(Stored items)
------------------------------------------------------------
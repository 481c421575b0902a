// src/top/windowed.rs
//
// Top tracker rotated by the same reset policies as histograms.

use std::sync::Arc;
use std::time::Duration;

use tracing::debug;

use crate::api::SnapshotSource;
use crate::clock::Clock;
use crate::config::{ConfigError, ResetPolicy, TopConfig};
use crate::rotation::RotationGuard;
use crate::top::concurrent::ConcurrentTop;
use crate::top::position::Position;

#[derive(Debug)]
enum TopPolicy {
    ResetOnSnapshot,
    ResetPeriodically(RotationGuard),
    Uniform,
}

/// [`ConcurrentTop`] with a reset policy.
///
/// - on snapshot: each read drains the tracker atomically
/// - periodically: cleared when the period elapses, checked on every update and read;
///   an update landing between the winning rotation CAS and the clear goes
///   out with the old window
/// - never: positions accumulate for the tracker's lifetime
#[derive(Debug)]
pub struct WindowedTop {
    top: ConcurrentTop,
    policy: TopPolicy,
    clock: Arc<dyn Clock>,
}

impl WindowedTop {
    pub fn new(config: &TopConfig, clock: Arc<dyn Clock>) -> Result<Self, ConfigError> {
        let top = ConcurrentTop::new(config)?;
        let policy = match config.reset_policy {
            ResetPolicy::OnSnapshot => TopPolicy::ResetOnSnapshot,
            ResetPolicy::Periodically(period) => {
                TopPolicy::ResetPeriodically(RotationGuard::new(period, clock.now_millis())?)
            }
            ResetPolicy::Never => TopPolicy::Uniform,
        };
        Ok(Self { top, policy, clock })
    }

    pub fn update<F>(&self, timestamp_ms: u64, latency_nanos: i64, description: F) -> bool
    where
        F: FnOnce() -> String,
    {
        self.rotate_if_due();
        self.top.update(timestamp_ms, latency_nanos, description)
    }

    /// Offer an operation that ended now.
    pub fn update_duration<F>(&self, latency: Duration, description: F) -> bool
    where
        F: FnOnce() -> String,
    {
        self.rotate_if_due();
        self.top.update_duration(self.clock.now_millis(), latency, description)
    }

    /// Positions of the current window, applying the policy's read semantics.
    pub fn positions_in_descending_order(&self) -> Vec<Position> {
        match &self.policy {
            TopPolicy::ResetOnSnapshot => self.top.take(),
            TopPolicy::ResetPeriodically(_) => {
                self.rotate_if_due();
                self.top.positions_in_descending_order()
            }
            TopPolicy::Uniform => self.top.positions_in_descending_order(),
        }
    }

    pub fn reset(&self) {
        self.top.reset();
    }

    /// The live tracker, for merges and inspection without policy side effects.
    pub fn tracker(&self) -> &ConcurrentTop {
        &self.top
    }

    fn rotate_if_due(&self) {
        if let TopPolicy::ResetPeriodically(guard) = &self.policy {
            let now = self.clock.now_millis();
            if guard.try_rotate(now) {
                let discarded = self.top.take();
                debug!("rotated top window at {} ms, discarded {} positions", now, discarded.len());
            }
        }
    }
}

impl SnapshotSource for WindowedTop {
    type Summary = Vec<Position>;

    fn snapshot(&self) -> Vec<Position> {
        self.positions_in_descending_order()
    }
}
------------------------------------------------------------
Write only the number of lines in the data where the word "match" occurs.

2